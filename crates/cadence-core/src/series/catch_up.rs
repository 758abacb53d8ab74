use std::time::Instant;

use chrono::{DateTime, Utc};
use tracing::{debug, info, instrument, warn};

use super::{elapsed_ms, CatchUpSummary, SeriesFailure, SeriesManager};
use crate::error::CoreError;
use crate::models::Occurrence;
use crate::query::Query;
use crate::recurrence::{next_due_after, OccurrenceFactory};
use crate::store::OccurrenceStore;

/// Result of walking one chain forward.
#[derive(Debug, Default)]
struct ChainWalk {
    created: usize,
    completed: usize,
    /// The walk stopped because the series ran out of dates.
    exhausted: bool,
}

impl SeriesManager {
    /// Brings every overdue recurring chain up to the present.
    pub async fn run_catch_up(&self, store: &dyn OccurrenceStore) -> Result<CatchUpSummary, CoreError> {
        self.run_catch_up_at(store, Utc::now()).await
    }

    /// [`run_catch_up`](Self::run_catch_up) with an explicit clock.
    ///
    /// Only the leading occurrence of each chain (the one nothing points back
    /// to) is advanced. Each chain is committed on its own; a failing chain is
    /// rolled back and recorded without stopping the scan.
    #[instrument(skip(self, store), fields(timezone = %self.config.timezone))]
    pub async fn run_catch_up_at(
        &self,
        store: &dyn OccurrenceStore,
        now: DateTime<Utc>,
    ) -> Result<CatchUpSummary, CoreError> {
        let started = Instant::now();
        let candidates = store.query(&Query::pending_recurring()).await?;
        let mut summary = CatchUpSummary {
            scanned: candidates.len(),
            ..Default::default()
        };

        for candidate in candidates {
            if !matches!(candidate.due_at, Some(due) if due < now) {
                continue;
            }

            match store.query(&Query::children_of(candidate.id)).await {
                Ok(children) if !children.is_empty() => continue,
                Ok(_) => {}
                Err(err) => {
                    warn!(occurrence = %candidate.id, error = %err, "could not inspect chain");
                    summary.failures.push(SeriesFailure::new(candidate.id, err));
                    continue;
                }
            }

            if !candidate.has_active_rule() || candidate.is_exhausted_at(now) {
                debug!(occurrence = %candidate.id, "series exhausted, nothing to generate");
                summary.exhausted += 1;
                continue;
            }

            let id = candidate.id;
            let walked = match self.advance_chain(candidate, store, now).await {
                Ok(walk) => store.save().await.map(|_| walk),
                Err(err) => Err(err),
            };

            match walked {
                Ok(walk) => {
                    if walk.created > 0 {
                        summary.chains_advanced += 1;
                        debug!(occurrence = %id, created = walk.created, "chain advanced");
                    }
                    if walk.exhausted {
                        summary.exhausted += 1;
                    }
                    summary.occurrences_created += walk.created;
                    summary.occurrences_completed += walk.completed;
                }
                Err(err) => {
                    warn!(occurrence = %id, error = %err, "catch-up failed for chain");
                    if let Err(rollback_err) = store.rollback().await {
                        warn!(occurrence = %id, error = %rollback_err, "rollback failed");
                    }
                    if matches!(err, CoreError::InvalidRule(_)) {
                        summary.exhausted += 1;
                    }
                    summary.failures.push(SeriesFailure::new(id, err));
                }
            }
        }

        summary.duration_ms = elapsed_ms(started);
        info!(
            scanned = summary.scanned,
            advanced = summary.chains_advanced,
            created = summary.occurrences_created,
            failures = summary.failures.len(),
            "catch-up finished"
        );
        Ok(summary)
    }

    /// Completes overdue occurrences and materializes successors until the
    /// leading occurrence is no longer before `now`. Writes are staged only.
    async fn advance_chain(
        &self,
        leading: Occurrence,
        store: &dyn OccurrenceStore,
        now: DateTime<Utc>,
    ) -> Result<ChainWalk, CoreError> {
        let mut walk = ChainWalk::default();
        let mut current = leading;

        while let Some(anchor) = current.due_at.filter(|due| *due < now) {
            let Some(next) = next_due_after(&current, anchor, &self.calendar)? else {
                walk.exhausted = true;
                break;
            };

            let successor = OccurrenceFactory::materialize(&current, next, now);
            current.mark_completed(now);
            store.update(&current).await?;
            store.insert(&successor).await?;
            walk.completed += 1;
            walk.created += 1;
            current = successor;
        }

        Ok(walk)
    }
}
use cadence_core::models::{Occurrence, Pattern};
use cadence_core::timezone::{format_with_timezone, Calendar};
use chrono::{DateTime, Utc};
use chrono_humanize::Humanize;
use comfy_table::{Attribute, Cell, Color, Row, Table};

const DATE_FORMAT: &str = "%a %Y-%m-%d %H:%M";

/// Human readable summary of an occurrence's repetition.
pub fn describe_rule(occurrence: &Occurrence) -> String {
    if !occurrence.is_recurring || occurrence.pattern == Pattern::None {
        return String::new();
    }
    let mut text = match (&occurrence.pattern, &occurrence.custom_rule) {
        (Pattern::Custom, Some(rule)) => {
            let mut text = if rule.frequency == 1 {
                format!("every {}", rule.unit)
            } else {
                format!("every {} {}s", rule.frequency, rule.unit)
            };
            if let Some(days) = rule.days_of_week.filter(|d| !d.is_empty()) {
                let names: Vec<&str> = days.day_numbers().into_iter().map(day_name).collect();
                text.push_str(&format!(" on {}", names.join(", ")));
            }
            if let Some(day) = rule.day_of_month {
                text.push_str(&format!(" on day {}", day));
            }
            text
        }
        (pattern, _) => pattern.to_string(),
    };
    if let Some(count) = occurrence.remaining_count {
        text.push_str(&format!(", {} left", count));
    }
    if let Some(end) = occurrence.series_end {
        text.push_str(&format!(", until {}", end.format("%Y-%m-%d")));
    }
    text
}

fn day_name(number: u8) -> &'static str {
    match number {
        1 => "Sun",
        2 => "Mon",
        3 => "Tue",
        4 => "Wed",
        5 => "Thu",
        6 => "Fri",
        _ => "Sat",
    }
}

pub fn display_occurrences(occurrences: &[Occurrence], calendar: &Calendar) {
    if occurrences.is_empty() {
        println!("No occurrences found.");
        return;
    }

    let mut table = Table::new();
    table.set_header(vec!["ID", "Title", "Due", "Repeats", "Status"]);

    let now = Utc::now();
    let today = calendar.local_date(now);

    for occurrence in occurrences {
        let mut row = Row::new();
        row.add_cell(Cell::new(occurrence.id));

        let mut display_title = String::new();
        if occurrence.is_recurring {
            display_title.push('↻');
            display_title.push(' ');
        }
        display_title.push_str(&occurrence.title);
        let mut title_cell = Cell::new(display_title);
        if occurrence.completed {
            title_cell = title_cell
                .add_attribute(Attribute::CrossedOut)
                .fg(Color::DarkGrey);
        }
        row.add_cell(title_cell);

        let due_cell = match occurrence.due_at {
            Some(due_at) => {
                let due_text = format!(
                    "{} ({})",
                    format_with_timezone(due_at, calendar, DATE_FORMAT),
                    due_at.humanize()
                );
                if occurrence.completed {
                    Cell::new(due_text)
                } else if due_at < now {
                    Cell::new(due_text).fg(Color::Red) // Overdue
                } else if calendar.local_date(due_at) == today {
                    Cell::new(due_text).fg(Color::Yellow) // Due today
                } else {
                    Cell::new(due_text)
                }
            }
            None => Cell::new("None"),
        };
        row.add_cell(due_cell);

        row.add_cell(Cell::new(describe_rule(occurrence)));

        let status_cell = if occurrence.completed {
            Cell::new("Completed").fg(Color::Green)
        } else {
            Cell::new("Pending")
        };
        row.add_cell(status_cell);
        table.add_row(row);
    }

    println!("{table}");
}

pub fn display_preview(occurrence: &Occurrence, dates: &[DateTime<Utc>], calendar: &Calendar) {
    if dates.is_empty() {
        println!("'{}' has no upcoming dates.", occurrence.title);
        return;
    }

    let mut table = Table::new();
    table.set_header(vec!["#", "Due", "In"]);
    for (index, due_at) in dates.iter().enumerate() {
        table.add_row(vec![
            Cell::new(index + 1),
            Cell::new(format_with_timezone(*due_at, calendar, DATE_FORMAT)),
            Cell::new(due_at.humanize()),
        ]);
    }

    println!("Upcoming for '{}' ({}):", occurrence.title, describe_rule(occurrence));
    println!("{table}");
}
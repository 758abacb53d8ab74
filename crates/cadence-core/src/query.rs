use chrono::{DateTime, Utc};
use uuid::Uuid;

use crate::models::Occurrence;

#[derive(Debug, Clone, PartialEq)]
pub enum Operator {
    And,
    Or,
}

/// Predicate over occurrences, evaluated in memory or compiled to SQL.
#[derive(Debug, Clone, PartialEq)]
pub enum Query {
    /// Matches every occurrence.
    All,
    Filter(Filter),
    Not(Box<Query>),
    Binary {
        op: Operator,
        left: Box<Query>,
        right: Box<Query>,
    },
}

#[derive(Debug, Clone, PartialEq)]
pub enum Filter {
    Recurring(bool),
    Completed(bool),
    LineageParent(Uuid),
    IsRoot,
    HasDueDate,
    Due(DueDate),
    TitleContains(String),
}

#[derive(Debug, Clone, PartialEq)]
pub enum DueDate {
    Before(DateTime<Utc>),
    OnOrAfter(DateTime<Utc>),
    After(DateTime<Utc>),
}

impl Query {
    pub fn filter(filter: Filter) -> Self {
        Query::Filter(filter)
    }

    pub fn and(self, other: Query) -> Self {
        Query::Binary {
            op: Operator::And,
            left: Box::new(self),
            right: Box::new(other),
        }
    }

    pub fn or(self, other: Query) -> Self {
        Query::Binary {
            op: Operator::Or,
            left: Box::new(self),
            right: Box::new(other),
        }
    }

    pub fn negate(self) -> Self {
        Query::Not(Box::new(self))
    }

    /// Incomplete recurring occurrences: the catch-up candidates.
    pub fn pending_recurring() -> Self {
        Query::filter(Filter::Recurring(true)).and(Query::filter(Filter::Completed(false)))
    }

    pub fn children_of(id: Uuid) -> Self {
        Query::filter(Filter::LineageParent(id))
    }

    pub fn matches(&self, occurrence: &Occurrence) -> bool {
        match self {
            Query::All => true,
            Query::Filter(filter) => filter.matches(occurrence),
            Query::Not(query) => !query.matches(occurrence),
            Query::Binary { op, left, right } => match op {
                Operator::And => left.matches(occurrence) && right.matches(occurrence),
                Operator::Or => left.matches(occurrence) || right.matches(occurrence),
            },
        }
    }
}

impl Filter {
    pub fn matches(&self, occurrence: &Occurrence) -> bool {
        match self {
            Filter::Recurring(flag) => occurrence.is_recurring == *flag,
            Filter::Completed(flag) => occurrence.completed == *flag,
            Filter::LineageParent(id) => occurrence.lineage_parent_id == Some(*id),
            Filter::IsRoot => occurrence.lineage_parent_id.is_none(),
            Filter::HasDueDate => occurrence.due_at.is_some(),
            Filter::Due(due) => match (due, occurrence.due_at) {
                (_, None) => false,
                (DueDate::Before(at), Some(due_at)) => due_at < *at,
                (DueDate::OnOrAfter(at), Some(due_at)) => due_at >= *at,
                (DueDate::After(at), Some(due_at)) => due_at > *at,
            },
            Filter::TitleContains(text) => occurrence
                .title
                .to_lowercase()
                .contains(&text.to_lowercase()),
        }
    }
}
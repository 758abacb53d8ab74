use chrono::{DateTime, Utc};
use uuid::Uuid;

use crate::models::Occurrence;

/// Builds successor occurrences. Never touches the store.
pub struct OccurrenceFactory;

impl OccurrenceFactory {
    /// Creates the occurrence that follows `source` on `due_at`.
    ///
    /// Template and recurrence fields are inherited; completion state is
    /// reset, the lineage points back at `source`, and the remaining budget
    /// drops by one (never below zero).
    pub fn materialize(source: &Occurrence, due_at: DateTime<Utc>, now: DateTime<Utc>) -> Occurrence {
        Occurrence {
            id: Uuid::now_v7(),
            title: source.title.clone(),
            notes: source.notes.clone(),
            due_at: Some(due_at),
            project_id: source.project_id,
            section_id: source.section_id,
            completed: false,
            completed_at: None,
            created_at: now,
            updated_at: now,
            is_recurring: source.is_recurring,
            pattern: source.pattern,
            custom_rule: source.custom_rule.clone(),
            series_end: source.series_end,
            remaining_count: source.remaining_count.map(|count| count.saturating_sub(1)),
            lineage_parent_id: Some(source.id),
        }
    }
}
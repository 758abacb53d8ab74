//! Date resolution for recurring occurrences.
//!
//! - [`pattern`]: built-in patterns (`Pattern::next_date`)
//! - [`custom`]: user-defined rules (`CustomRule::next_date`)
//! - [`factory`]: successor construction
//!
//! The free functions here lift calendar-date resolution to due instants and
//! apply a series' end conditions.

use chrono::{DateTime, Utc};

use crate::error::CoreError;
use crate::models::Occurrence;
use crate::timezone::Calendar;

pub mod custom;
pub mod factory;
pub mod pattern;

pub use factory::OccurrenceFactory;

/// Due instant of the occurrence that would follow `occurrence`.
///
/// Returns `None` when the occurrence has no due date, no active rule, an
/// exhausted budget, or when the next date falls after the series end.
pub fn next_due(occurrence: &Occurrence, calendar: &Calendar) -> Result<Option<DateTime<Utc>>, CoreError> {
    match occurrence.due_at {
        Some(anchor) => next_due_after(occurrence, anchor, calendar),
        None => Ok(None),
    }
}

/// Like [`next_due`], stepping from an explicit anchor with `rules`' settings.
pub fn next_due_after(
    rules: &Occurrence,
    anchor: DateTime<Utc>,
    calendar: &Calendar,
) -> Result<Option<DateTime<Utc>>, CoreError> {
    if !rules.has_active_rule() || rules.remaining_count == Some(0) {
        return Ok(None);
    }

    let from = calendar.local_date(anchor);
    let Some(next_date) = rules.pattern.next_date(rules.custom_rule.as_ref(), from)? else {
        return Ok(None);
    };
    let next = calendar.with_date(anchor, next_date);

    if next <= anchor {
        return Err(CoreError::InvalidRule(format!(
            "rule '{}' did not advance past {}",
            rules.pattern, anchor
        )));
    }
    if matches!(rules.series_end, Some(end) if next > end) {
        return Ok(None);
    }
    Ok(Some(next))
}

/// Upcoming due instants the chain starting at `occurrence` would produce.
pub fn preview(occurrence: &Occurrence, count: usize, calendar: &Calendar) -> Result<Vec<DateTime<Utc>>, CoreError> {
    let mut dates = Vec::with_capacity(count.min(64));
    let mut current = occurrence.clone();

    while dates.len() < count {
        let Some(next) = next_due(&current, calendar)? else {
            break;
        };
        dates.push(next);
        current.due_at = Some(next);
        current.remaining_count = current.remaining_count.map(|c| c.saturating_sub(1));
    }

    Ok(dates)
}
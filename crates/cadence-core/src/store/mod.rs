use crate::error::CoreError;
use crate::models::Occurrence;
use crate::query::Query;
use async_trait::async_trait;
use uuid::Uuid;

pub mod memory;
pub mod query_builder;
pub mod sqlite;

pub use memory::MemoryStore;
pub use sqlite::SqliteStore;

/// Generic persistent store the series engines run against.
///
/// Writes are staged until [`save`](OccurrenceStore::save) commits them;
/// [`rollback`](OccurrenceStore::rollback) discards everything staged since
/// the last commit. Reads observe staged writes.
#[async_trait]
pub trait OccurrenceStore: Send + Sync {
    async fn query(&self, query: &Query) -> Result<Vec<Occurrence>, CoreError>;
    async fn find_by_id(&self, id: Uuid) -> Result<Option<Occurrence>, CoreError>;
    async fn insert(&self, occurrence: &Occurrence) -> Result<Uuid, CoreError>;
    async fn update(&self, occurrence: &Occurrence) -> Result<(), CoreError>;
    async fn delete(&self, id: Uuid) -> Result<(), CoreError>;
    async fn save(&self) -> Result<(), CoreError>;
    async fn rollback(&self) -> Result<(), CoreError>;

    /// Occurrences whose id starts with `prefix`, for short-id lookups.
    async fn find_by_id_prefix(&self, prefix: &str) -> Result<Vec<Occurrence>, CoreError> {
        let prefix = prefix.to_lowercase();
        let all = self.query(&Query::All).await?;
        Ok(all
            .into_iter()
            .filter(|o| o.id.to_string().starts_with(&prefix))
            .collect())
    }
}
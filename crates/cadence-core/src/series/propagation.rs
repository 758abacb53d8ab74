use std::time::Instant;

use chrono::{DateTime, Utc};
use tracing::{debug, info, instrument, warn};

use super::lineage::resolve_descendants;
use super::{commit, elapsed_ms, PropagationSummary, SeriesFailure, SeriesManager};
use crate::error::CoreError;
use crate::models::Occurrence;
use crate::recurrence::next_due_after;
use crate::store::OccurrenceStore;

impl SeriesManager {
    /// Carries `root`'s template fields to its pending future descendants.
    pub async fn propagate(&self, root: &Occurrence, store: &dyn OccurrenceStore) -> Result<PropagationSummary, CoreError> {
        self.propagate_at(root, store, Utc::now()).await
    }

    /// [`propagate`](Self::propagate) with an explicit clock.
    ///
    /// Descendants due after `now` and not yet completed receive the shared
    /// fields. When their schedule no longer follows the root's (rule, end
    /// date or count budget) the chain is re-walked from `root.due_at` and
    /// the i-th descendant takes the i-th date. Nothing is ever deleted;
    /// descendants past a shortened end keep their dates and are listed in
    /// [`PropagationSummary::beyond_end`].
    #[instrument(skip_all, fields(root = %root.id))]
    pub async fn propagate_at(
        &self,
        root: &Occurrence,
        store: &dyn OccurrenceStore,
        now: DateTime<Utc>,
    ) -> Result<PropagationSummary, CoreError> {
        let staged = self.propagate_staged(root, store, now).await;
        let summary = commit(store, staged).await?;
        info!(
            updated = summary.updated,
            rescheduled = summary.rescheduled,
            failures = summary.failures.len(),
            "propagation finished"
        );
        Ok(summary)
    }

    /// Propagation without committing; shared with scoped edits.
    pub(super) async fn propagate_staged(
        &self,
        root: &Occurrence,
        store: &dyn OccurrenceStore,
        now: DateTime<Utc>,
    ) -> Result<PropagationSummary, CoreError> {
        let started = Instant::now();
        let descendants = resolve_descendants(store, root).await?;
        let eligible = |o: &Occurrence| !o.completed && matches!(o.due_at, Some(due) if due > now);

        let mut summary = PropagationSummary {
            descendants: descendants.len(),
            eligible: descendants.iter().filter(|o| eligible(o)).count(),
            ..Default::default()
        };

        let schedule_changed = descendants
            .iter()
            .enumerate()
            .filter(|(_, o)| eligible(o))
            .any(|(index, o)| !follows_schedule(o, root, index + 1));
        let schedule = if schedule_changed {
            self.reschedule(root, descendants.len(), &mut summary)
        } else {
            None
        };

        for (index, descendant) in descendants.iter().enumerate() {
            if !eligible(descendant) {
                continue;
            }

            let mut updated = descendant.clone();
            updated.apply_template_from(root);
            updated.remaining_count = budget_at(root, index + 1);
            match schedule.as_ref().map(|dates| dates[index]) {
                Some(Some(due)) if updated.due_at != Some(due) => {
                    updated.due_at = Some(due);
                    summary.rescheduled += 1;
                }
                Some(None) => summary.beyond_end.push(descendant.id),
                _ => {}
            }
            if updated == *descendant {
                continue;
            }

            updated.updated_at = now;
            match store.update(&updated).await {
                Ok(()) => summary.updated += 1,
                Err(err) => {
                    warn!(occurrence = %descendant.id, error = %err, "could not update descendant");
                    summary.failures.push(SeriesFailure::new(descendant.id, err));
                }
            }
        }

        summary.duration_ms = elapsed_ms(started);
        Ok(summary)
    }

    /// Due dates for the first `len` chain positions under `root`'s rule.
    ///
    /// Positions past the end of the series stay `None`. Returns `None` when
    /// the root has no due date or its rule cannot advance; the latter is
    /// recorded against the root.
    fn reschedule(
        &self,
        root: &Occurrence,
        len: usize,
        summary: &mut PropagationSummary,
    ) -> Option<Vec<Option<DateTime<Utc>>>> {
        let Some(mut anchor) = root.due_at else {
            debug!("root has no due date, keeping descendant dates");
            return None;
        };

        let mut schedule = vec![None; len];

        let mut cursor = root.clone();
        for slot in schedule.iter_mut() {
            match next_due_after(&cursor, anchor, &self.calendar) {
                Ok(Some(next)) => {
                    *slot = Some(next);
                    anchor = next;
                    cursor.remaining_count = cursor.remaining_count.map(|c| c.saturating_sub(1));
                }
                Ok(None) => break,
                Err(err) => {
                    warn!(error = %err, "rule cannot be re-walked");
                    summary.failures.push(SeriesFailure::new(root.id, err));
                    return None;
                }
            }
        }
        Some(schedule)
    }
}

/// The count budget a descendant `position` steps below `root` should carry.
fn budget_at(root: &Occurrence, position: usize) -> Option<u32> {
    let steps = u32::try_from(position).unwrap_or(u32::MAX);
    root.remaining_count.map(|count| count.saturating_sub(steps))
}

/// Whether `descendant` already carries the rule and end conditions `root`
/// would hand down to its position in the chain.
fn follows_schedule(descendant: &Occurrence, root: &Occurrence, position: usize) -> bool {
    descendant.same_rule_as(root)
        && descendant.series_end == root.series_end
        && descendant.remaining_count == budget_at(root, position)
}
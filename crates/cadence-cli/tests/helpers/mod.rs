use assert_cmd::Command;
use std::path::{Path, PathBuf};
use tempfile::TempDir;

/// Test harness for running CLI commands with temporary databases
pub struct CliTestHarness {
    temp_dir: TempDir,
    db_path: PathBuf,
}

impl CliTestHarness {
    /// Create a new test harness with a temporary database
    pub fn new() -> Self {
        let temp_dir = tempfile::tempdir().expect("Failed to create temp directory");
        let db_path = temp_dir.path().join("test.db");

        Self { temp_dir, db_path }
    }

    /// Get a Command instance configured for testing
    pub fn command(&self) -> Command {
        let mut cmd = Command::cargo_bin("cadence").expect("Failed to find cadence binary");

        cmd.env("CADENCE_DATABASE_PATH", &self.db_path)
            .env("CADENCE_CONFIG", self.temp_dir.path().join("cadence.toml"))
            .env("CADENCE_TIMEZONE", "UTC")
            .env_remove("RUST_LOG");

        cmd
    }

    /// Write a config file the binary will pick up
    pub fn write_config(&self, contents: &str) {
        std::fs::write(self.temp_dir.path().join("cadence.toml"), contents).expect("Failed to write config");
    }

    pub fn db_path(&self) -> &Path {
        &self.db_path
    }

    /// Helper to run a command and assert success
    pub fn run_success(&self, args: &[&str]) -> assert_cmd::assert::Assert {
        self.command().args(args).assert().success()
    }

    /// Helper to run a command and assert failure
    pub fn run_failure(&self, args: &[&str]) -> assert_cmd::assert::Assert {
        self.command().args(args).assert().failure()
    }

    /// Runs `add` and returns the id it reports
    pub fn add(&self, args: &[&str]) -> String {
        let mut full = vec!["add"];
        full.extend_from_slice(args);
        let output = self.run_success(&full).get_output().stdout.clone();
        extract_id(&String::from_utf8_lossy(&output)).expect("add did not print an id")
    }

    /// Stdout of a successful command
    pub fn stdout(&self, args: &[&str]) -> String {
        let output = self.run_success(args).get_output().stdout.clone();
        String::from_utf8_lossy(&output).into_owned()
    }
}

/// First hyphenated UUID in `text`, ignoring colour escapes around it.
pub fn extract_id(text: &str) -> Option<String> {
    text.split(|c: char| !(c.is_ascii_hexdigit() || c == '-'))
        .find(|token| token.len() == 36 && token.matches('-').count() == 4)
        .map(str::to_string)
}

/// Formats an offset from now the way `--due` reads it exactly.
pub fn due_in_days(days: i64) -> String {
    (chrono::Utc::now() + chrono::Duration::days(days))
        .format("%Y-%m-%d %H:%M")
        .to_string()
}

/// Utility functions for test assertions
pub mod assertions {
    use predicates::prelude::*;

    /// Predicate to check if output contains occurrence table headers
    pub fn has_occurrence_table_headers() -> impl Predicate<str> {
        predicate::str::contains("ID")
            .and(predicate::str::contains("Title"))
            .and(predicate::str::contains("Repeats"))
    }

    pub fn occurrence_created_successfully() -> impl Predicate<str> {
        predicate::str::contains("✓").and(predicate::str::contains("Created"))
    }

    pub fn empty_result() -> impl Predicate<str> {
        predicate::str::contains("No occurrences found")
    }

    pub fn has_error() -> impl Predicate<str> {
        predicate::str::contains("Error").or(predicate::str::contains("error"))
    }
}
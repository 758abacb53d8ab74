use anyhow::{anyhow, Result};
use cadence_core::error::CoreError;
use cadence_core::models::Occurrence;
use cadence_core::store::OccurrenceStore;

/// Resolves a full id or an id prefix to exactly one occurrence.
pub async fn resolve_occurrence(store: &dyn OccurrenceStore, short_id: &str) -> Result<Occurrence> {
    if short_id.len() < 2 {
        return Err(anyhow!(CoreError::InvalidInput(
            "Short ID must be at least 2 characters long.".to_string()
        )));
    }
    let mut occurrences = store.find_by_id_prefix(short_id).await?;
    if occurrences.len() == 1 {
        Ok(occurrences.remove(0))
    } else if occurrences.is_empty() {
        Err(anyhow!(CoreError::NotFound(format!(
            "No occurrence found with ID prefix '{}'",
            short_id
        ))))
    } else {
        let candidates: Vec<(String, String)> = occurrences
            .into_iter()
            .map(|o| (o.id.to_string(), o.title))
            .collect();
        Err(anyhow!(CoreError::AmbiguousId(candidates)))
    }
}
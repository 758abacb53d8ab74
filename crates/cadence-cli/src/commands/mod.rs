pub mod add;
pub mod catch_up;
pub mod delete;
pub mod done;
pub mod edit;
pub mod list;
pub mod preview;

·····

### [Directions]
From the start of the data to the line that holds "let mut summary = CatchUpSummary", retype each line exactly, with both ends included.

### [Response]
filename crates/cadence-core/src/series/catch_up.rs
repository 758abacb53d8ab74
use std::time::Instant;

use chrono::{DateTime, Utc};
use tracing::{debug, info, instrument, warn};

use super::{elapsed_ms, CatchUpSummary, SeriesFailure, SeriesManager};
use crate::error::CoreError;
use crate::models::Occurrence;
use crate::query::Query;
use crate::recurrence::{next_due_after, OccurrenceFactory};
use crate::store::OccurrenceStore;

/// Result of walking one chain forward.
#[derive(Debug, Default)]
struct ChainWalk {
    created: usize,
    completed: usize,
    /// The walk stopped because the series ran out of dates.
    exhausted: bool,
}

impl SeriesManager {
    /// Brings every overdue recurring chain up to the present.
    pub async fn run_catch_up(&self, store: &dyn OccurrenceStore) -> Result<CatchUpSummary, CoreError> {
        self.run_catch_up_at(store, Utc::now()).await
    }

    /// [`run_catch_up`](Self::run_catch_up) with an explicit clock.
    ///
    /// Only the leading occurrence of each chain (the one nothing points back
    /// to) is advanced. Each chain is committed on its own; a failing chain is
    /// rolled back and recorded without stopping the scan.
    #[instrument(skip(self, store), fields(timezone = %self.config.timezone))]
    pub async fn run_catch_up_at(
        &self,
        store: &dyn OccurrenceStore,
        now: DateTime<Utc>,
    ) -> Result<CatchUpSummary, CoreError> {
        let started = Instant::now();
        let candidates = store.query(&Query::pending_recurring()).await?;
        let mut summary = CatchUpSummary {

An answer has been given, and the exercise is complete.